== Segment start ==

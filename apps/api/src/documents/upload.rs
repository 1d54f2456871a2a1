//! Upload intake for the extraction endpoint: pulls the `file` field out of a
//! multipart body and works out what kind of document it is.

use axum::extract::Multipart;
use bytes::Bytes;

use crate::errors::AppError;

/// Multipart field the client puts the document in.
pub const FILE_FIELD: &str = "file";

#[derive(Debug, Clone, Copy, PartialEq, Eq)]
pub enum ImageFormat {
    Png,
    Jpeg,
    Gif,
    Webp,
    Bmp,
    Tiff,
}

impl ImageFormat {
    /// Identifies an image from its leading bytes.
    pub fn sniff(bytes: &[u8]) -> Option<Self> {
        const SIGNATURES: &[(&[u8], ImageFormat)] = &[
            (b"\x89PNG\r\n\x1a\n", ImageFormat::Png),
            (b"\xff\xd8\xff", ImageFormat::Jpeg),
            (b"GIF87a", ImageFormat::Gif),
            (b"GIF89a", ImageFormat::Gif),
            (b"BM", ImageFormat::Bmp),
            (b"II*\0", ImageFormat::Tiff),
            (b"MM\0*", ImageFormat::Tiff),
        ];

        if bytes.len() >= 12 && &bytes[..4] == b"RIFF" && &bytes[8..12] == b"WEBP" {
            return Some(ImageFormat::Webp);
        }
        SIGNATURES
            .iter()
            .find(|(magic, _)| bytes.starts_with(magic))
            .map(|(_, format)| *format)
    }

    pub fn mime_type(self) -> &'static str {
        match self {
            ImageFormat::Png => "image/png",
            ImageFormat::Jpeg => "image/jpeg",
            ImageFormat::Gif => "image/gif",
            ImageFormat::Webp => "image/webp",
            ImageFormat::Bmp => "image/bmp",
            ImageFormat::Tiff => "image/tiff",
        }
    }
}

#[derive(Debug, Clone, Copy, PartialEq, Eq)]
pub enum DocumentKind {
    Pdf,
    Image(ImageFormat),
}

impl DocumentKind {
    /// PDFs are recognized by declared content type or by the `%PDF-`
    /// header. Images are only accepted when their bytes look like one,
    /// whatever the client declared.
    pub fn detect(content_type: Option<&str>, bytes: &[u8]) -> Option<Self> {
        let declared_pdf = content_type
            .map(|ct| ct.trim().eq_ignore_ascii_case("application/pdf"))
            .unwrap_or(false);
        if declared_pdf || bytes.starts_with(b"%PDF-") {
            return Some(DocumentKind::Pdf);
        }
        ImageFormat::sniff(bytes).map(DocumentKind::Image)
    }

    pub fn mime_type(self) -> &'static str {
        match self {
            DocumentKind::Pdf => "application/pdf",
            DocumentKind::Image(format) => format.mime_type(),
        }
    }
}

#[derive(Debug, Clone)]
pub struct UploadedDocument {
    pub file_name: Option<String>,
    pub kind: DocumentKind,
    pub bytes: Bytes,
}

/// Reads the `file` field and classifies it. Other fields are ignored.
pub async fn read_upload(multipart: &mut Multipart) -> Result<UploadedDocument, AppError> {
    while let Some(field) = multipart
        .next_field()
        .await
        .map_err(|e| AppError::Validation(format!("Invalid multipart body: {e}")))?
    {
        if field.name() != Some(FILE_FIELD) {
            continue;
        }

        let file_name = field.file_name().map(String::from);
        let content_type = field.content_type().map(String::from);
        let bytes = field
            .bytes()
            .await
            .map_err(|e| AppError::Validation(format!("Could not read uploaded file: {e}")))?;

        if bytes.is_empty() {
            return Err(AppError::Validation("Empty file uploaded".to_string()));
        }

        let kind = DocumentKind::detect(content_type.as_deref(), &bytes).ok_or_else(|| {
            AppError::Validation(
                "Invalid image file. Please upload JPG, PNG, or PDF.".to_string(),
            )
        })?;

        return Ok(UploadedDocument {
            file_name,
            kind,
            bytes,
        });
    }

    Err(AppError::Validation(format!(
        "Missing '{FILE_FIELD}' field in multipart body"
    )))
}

== Segment end ==
== Segment start ==

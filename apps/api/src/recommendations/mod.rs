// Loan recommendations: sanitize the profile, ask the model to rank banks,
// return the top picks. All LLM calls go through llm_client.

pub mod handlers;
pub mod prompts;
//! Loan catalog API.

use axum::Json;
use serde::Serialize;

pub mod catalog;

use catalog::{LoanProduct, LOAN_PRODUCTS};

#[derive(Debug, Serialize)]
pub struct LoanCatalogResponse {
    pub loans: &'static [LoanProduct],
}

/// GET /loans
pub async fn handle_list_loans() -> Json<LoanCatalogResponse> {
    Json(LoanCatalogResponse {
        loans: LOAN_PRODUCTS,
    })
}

== Segment end ==
== Segment start ==

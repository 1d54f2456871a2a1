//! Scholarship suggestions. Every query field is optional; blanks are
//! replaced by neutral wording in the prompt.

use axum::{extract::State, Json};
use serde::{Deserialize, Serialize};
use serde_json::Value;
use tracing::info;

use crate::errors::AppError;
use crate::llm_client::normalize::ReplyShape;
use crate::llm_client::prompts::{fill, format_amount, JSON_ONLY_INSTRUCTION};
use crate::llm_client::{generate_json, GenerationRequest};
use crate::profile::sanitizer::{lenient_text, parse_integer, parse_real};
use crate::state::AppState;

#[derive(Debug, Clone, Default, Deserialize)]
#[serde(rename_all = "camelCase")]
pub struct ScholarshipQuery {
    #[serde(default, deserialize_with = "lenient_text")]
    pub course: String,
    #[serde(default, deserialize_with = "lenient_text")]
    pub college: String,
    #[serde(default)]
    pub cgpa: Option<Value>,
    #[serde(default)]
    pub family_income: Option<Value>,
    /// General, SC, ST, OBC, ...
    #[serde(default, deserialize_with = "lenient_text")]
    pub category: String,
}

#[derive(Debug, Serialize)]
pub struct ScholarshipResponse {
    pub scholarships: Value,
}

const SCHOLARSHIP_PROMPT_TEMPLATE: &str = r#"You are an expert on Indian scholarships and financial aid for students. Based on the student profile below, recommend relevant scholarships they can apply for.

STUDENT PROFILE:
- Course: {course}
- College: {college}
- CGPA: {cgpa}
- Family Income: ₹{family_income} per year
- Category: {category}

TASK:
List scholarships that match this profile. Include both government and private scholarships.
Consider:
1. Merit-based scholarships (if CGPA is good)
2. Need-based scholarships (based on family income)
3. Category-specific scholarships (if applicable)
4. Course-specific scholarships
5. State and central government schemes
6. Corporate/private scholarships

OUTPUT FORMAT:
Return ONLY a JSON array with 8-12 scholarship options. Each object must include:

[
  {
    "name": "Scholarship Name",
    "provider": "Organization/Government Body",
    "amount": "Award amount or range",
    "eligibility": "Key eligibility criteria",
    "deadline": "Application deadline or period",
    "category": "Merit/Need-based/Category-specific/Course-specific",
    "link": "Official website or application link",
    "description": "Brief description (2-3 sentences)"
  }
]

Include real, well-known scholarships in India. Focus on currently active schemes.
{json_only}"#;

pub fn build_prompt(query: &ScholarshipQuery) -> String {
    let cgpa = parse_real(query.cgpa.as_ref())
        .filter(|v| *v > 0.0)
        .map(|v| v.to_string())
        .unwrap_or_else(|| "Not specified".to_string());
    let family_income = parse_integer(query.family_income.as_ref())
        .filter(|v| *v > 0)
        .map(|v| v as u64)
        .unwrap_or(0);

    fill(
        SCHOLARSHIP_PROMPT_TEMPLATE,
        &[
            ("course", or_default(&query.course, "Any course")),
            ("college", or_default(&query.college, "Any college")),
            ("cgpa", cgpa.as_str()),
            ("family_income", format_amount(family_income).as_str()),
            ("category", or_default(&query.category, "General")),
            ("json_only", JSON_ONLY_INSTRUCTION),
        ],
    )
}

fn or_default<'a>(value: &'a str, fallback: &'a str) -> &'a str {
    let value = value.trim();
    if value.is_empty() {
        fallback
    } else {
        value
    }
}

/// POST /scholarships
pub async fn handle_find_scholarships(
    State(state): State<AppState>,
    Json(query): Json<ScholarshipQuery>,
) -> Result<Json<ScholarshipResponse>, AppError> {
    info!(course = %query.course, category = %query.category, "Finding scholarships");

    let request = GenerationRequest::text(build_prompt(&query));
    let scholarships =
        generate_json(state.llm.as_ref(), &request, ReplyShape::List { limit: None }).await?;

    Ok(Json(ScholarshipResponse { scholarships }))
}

== Segment end ==

AIM OF THE TASK: The output should be exactly the lines above from the line containing "pub struct UploadedDocument" to the line containing "pub async fn read_upload(multipart: &mut", inclusive, with no other lines.

THE ANSWER:
pub struct UploadedDocument {
    pub file_name: Option<String>,
    pub kind: DocumentKind,
    pub bytes: Bytes,
}

/// Reads the `file` field and classifies it. Other fields are ignored.
pub async fn read_upload(multipart: &mut Multipart) -> Result<UploadedDocument, AppError> {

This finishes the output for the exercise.